//! Upgrade shop
//!
//! Offers pair a random upgrade with a unique anomaly. Accepting an offer
//! merges the upgrade into the active set and attaches the anomaly for the
//! rest of the run.

use rand::seq::SliceRandom;

use super::state::{AnomalyKind, GameState, GameStatus, Modifier, ShopOffer, Upgrade, UpgradeKind};

/// Why a shop action was refused
#[derive(Debug, Clone, PartialEq, Eq, thiserror::Error)]
pub enum ShopError {
    #[error("the shop is not open")]
    Closed,
    #[error("no offer at index {0}")]
    NoSuchOffer(usize),
    #[error("need {cost} credits, have {available}")]
    InsufficientFunds { cost: u32, available: u32 },
}

impl UpgradeKind {
    pub const ALL: [UpgradeKind; 11] = [
        UpgradeKind::Magnet,
        UpgradeKind::Harvester,
        UpgradeKind::Replicator,
        UpgradeKind::WirelessFill,
        UpgradeKind::StasisField,
        UpgradeKind::ShieldGenerator,
        UpgradeKind::VelocitySync,
        UpgradeKind::HullStabilizer,
        UpgradeKind::ChainShield,
        UpgradeKind::ChainEmp,
        UpgradeKind::ChainAutoFill,
    ];

    pub fn name(self) -> &'static str {
        match self {
            UpgradeKind::Magnet => "Coin Magnet",
            UpgradeKind::Harvester => "Harvester",
            UpgradeKind::Replicator => "Matter Replicator",
            UpgradeKind::WirelessFill => "Wireless Fill",
            UpgradeKind::StasisField => "Stasis Field",
            UpgradeKind::ShieldGenerator => "Shield Generator",
            UpgradeKind::VelocitySync => "Velocity Sync",
            UpgradeKind::HullStabilizer => "Hull Stabilizer",
            UpgradeKind::ChainShield => "Chain: Shield Burst",
            UpgradeKind::ChainEmp => "Chain: EMP",
            UpgradeKind::ChainAutoFill => "Chain: Auto Fill",
        }
    }

    /// (base value, value per level, max level)
    fn scaling(self) -> (f32, f32, u32) {
        match self {
            UpgradeKind::Magnet => (3.0, 1.0, 3),
            UpgradeKind::Harvester => (1.0, 1.0, 3),
            UpgradeKind::Replicator => (15.0, 10.0, 3),
            UpgradeKind::WirelessFill => (1.0, 1.0, 3),
            UpgradeKind::StasisField => (3.0, 1.0, 3),
            UpgradeKind::ShieldGenerator => (1.0, 1.0, 3),
            UpgradeKind::VelocitySync => (3.0, 1.0, 3),
            UpgradeKind::HullStabilizer
            | UpgradeKind::ChainShield
            | UpgradeKind::ChainEmp
            | UpgradeKind::ChainAutoFill => (1.0, 0.0, 1),
        }
    }

    pub fn is_binary(self) -> bool {
        self.scaling().2 == 1
    }

    fn base_cost(self) -> u32 {
        match self {
            UpgradeKind::Magnet | UpgradeKind::Harvester => 8,
            UpgradeKind::Replicator | UpgradeKind::WirelessFill => 12,
            UpgradeKind::StasisField | UpgradeKind::ShieldGenerator => 10,
            UpgradeKind::VelocitySync => 9,
            UpgradeKind::HullStabilizer => 15,
            UpgradeKind::ChainShield | UpgradeKind::ChainEmp | UpgradeKind::ChainAutoFill => 14,
        }
    }
}

impl AnomalyKind {
    pub const ALL: [AnomalyKind; 8] = [
        AnomalyKind::TrapShift,
        AnomalyKind::MagneticWalls,
        AnomalyKind::RapidDecay,
        AnomalyKind::HeadTrauma,
        AnomalyKind::CreditScramble,
        AnomalyKind::Hydra,
        AnomalyKind::Congestion,
        AnomalyKind::Inflation,
    ];

    pub fn name(self) -> &'static str {
        match self {
            AnomalyKind::TrapShift => "Tectonic Drift",
            AnomalyKind::MagneticWalls => "Magnetic Walls",
            AnomalyKind::RapidDecay => "Rapid Decay",
            AnomalyKind::HeadTrauma => "Head Trauma",
            AnomalyKind::CreditScramble => "Credit Scramble",
            AnomalyKind::Hydra => "Hydra Protocol",
            AnomalyKind::Congestion => "Congestion",
            AnomalyKind::Inflation => "Inflation",
        }
    }

    pub fn description(self) -> &'static str {
        match self {
            AnomalyKind::TrapShift => "Traps relocate every 10 seconds.",
            AnomalyKind::MagneticWalls => "Nearby walls sometimes pull your heading.",
            AnomalyKind::RapidDecay => "Empty segments older than 4 seconds rot away.",
            AnomalyKind::HeadTrauma => "Biting your own body is fatal.",
            AnomalyKind::CreditScramble => "Coins have a 25% chance to pay nothing.",
            AnomalyKind::Hydra => "Destroyed enemies split in two.",
            AnomalyKind::Congestion => "Two extra enemies every level.",
            AnomalyKind::Inflation => "Shop prices rise by 25%.",
        }
    }

    pub fn modifier(self) -> Modifier {
        Modifier {
            kind: self,
            name: self.name().to_string(),
            description: self.description().to_string(),
            data: None,
        }
    }
}

/// A level-1 upgrade of `kind`
pub fn new_upgrade(kind: UpgradeKind) -> Upgrade {
    let (base, per_level, max_level) = kind.scaling();
    Upgrade {
        kind,
        name: kind.name().to_string(),
        level: 1,
        max_level,
        value: base,
        value_per_level: per_level,
        binary: kind.is_binary(),
    }
}

/// Merge one level of `kind` into the active upgrade set
pub fn apply_upgrade(upgrades: &mut Vec<Upgrade>, kind: UpgradeKind) {
    match upgrades.iter_mut().find(|u| u.kind == kind) {
        Some(upgrade) => {
            if upgrade.level < upgrade.max_level {
                upgrade.level += 1;
                let (base, _, _) = kind.scaling();
                upgrade.value = base + upgrade.value_per_level * (upgrade.level - 1) as f32;
            }
        }
        None => upgrades.push(new_upgrade(kind)),
    }
}

fn offer_cost(state: &GameState, kind: UpgradeKind) -> u32 {
    let owned = state.upgrade(kind).map_or(0, |u| u.level);
    let cost = kind.base_cost() * (owned + 1);
    if state.has_anomaly(AnomalyKind::Inflation) {
        (cost as f32 * 1.25).ceil() as u32
    } else {
        cost
    }
}

/// Draw distinct upgrades (not maxed) each paired with a distinct, inactive anomaly
pub fn generate_offers(state: &mut GameState) -> Vec<ShopOffer> {
    let mut upgrades: Vec<UpgradeKind> = UpgradeKind::ALL
        .into_iter()
        .filter(|k| state.upgrade(*k).is_none_or(|u| u.level < u.max_level))
        .collect();
    let mut anomalies: Vec<AnomalyKind> = AnomalyKind::ALL
        .into_iter()
        .filter(|a| !state.has_anomaly(*a))
        .collect();
    upgrades.shuffle(&mut state.rng);
    anomalies.shuffle(&mut state.rng);

    let count = state.tuning.shop_offer_count;
    upgrades
        .into_iter()
        .take(count)
        .enumerate()
        .map(|(i, upgrade)| ShopOffer {
            upgrade,
            anomaly: anomalies.get(i).copied(),
            cost: offer_cost(state, upgrade),
        })
        .collect()
}

/// Open the shop after a cleared level
pub fn open_shop(state: &mut GameState, free_pick: bool) {
    state.shop.offers = generate_offers(state);
    state.shop.free_pick_available = free_pick;
    state.status = GameStatus::LevelUp;
    log::info!(
        "Shop open after level {} ({} offers, free pick: {})",
        state.level_id,
        state.shop.offers.len(),
        free_pick
    );
}

/// Accept offer `index`: free pick first, otherwise pay its cost
pub fn purchase(state: &mut GameState, index: usize) -> Result<(), ShopError> {
    if state.status != GameStatus::LevelUp {
        return Err(ShopError::Closed);
    }
    let offer = state
        .shop
        .offers
        .get(index)
        .cloned()
        .ok_or(ShopError::NoSuchOffer(index))?;

    if state.shop.free_pick_available {
        state.shop.free_pick_available = false;
    } else if state.currency < offer.cost {
        return Err(ShopError::InsufficientFunds {
            cost: offer.cost,
            available: state.currency,
        });
    } else {
        state.currency -= offer.cost;
    }

    apply_upgrade(&mut state.upgrades, offer.upgrade);
    if let Some(anomaly) = offer.anomaly {
        state.modifiers.push(anomaly.modifier());
    }
    state.shop.offers.remove(index);
    log::info!("Purchased {:?} with anomaly {:?}", offer.upgrade, offer.anomaly);
    Ok(())
}

/// Replace the current offers for a fee
pub fn reroll(state: &mut GameState) -> Result<(), ShopError> {
    if state.status != GameStatus::LevelUp {
        return Err(ShopError::Closed);
    }
    let cost = state.tuning.reroll_cost;
    if state.currency < cost {
        return Err(ShopError::InsufficientFunds {
            cost,
            available: state.currency,
        });
    }
    state.currency -= cost;
    state.shop.offers = generate_offers(state);
    Ok(())
}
+-------+
■ Exercise goal: A bare number is the whole answer: how many lines in the listing hold the string "after".

■ Your response: 2